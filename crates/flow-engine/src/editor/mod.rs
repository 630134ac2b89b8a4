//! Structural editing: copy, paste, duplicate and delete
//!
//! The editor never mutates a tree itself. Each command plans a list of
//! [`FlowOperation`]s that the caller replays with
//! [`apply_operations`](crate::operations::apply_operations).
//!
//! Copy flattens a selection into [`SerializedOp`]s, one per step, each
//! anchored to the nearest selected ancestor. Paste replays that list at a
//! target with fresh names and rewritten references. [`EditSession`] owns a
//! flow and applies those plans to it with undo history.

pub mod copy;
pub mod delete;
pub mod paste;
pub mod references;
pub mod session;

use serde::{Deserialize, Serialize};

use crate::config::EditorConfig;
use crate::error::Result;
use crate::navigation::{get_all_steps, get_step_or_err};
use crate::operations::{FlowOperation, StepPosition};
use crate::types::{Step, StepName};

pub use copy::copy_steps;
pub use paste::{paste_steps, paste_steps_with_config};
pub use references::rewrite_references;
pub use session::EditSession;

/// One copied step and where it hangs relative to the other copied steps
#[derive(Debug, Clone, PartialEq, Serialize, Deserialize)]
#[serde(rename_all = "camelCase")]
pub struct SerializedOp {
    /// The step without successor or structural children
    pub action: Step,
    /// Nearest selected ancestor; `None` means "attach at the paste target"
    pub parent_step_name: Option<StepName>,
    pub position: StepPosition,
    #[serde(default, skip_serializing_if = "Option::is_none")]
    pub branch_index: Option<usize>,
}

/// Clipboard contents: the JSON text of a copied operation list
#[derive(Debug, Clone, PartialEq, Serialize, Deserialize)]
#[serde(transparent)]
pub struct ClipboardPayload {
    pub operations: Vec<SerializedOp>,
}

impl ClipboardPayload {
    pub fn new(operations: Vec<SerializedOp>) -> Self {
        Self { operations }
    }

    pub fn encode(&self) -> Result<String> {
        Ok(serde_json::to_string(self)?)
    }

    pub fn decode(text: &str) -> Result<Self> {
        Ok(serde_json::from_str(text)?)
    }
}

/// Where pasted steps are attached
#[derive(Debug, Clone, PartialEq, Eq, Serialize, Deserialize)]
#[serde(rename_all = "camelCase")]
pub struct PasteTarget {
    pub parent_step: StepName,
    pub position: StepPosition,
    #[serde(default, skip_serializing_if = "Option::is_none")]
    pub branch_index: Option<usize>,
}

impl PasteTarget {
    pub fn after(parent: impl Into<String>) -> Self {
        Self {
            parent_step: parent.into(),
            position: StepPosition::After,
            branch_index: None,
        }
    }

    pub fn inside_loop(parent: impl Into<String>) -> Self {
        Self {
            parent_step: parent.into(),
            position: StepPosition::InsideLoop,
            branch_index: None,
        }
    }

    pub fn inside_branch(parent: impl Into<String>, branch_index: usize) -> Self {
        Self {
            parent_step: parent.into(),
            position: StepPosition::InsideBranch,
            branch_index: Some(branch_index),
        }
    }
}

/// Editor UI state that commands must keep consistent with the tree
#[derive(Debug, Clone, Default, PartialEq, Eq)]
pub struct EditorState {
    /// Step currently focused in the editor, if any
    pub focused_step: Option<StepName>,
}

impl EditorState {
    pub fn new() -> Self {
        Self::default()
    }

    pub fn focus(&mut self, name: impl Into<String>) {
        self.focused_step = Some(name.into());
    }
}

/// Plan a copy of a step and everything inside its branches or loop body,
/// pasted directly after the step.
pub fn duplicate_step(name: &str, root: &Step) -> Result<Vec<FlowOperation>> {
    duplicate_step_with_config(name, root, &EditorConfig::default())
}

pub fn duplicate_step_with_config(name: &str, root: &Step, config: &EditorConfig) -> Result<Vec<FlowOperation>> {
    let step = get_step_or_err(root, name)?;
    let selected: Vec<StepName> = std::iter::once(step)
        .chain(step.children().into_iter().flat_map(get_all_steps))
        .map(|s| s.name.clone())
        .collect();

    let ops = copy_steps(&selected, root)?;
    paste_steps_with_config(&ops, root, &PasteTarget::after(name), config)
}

* * * *

## Exercise directions
The answer should contain only the lines from the first line of the entries through the line holding "other copied steps", each exactly as written.

## Exercise result
filename crates/flow-engine/src/editor/mod.rs
repository 630134ac2b89b8a4
//! Structural editing: copy, paste, duplicate and delete
//!
//! The editor never mutates a tree itself. Each command plans a list of
//! [`FlowOperation`]s that the caller replays with
//! [`apply_operations`](crate::operations::apply_operations).
//!
//! Copy flattens a selection into [`SerializedOp`]s, one per step, each
//! anchored to the nearest selected ancestor. Paste replays that list at a
//! target with fresh names and rewritten references. [`EditSession`] owns a
//! flow and applies those plans to it with undo history.

pub mod copy;
pub mod delete;
pub mod paste;
pub mod references;
pub mod session;

use serde::{Deserialize, Serialize};

use crate::config::EditorConfig;
use crate::error::Result;
use crate::navigation::{get_all_steps, get_step_or_err};
use crate::operations::{FlowOperation, StepPosition};
use crate::types::{Step, StepName};

pub use copy::copy_steps;
pub use paste::{paste_steps, paste_steps_with_config};
pub use references::rewrite_references;
pub use session::EditSession;

/// One copied step and where it hangs relative to the other copied steps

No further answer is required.